«Бог, король и дамы» (СИ) - Белова Юлия Рудольфовна. Страница 7

Сначала католическая королева надеялась доказать супругу, будто дочь принцев Релинген не является хорошей партией для инфанта, и даже намекала на свою маленькую сестричку Марго, уверяя Филиппа, будто за счастье видеть младшую дочь супругой дона Карлоса Екатерина Медичи немедленно введет во Франции Святой трибунал. К величайшему сожалению Изабеллы королева-мать не желала и слышать о подобном нововведении, а его католическое величество приходил в раздражение при каждом упоминании тещи. Попытки Изабеллы подарить Испании наследника также не приводили к успеху. Ее величество с завидной регулярностью производила на свет дочерей, но и те недолго заживались в мрачных стенах Вальядолидского замка. Наконец, преодолевая величайшее отвращение к безумцу, католическая королева попыталась приласкать дона Карлоса, выведать его секреты, а затем выдать их мужу, рассчитывая, что возмущенный до глубины души испорченностью сына, Филипп упечет инфанта в какой-нибудь строгий монастырь, где он и закончит свои дни. Увы! Никаких тайн у дона Карлоса не было, ибо тайные мысли просто не помещались в его больной голове. В результате всех этих неудач королева Испании впала в меланхолию, донна Инес постаралась как можно реже оставаться с Изабеллой наедине, а шуты и карлицы напрасно выбивались из сил, стараясь вызвать улыбку печальной монархини.

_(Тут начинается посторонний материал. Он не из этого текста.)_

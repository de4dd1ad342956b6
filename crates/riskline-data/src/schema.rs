//! Schema validation for price tables.
//!
//! Every price table carries a [`DATE_COLUMN`] and at least one price column.
//! Which price column is used is decided here, up front, and reported as a
//! typed [`ColumnResolution`] instead of being guessed at read time.

use crate::error::{DataError, Result};
use chrono::{DateTime, NaiveDate, NaiveDateTime};
use polars::prelude::DataFrame;
use serde::{Deserialize, Serialize};
use std::fmt;

/// Name of the date column every price table must carry.
pub const DATE_COLUMN: &str = "Date";

/// Date-only layouts accepted by [`parse_date`], tried in order.
const DATE_FORMATS: &[&str] = &[
    "%Y-%m-%d",
    "%Y/%m/%d",
    "%m/%d/%Y",
    "%d-%b-%Y",
    "%b %d, %Y",
    "%d %b %Y",
];

/// Date-time layouts accepted by [`parse_date`]; the time part is discarded.
const DATETIME_FORMATS: &[&str] = &["%Y-%m-%d %H:%M:%S%.f", "%Y-%m-%dT%H:%M:%S%.f"];

/// How the price column should be picked.
#[derive(Debug, Clone, PartialEq, Eq)]
pub enum ColumnSelector {
    /// Use the named column, falling back to the last non-date column.
    Named(String),
    /// Use the first non-date column.
    First,
}

/// Outcome of price column resolution.
#[derive(Debug, Clone, PartialEq, Eq, Serialize, Deserialize)]
pub enum ColumnResolution {
    /// The configured column was present.
    Named(String),
    /// The configured column was absent and the last column was used instead.
    Fallback {
        /// Column that was asked for
        requested: String,
        /// Column that was used
        used: String,
    },
    /// The column was picked by position.
    Positional(String),
}

impl ColumnResolution {
    /// Name of the column that was actually read.
    pub fn column(&self) -> &str {
        match self {
            Self::Named(name) | Self::Positional(name) => name,
            Self::Fallback { used, .. } => used,
        }
    }

    /// Whether the configured column was missing.
    pub const fn is_fallback(&self) -> bool {
        matches!(self, Self::Fallback { .. })
    }
}

impl fmt::Display for ColumnResolution {
    fn fmt(&self, f: &mut fmt::Formatter<'_>) -> fmt::Result {
        match self {
            Self::Named(name) => write!(f, "'{}'", name),
            Self::Fallback { requested, used } => {
                write!(f, "'{}' (fallback, '{}' not found)", used, requested)
            }
            Self::Positional(name) => write!(f, "'{}' (first column)", name),
        }
    }
}

/// Validate the frame's schema and pick its price column.
///
/// # Errors
///
/// Returns [`DataError::MissingColumn`] if the date column is absent, or if
/// the frame has no column besides the date column.
pub fn resolve_price_column(
    frame: &DataFrame,
    selector: &ColumnSelector,
    table: &str,
) -> Result<ColumnResolution> {
    let names: Vec<&str> = frame
        .get_column_names()
        .into_iter()
        .map(|name| name.as_str())
        .collect();

    if !names.contains(&DATE_COLUMN) {
        return Err(DataError::MissingColumn {
            table: table.to_string(),
            column: DATE_COLUMN.to_string(),
        });
    }

    let candidates: Vec<&str> = names
        .into_iter()
        .filter(|name| *name != DATE_COLUMN)
        .collect();

    let missing = |column: &str| DataError::MissingColumn {
        table: table.to_string(),
        column: column.to_string(),
    };

    match selector {
        ColumnSelector::Named(requested) => {
            if candidates.contains(&requested.as_str()) {
                Ok(ColumnResolution::Named(requested.clone()))
            } else {
                candidates
                    .last()
                    .map(|used| ColumnResolution::Fallback {
                        requested: requested.clone(),
                        used: (*used).to_string(),
                    })
                    .ok_or_else(|| missing(requested))
            }
        }
        ColumnSelector::First => candidates
            .first()
            .map(|name| ColumnResolution::Positional((*name).to_string()))
            .ok_or_else(|| missing("<price>")),
    }
}

/// Parse a date cell in any of the accepted layouts.
pub fn parse_date(raw: &str) -> Option<NaiveDate> {
    let raw = raw.trim();
    if raw.is_empty() {
        return None;
    }

    DATE_FORMATS
        .iter()
        .find_map(|format| NaiveDate::parse_from_str(raw, format).ok())
        .or_else(|| {
            DATETIME_FORMATS
                .iter()
                .find_map(|format| NaiveDateTime::parse_from_str(raw, format).ok())
                .map(|dt| dt.date())
        })
        .or_else(|| DateTime::parse_from_rfc3339(raw).ok().map(|dt| dt.date_naive()))
}

/// Parse a price cell. Thousands separators are ignored; anything that is not
/// a number becomes NaN so the row survives until the cleaning stage.
pub fn parse_price(raw: &str) -> f64 {
    let cleaned: String = raw.trim().chars().filter(|c| *c != ',').collect();
    cleaned.parse().unwrap_or(f64::NAN)
}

Воистину, Испания была несчастной страной!

Глава 3

Гизы

Каждое дело должно иметь какое-либо завершение. Каждая дорога должна рано или поздно подойти к концу. На исходе пятого дня отъезда из Бретея шевалье де Броссар указал графу де Бар на стены Парижа и через каких-то полчаса путники въехали в столицу французского королевства через ворота Сен-Дени.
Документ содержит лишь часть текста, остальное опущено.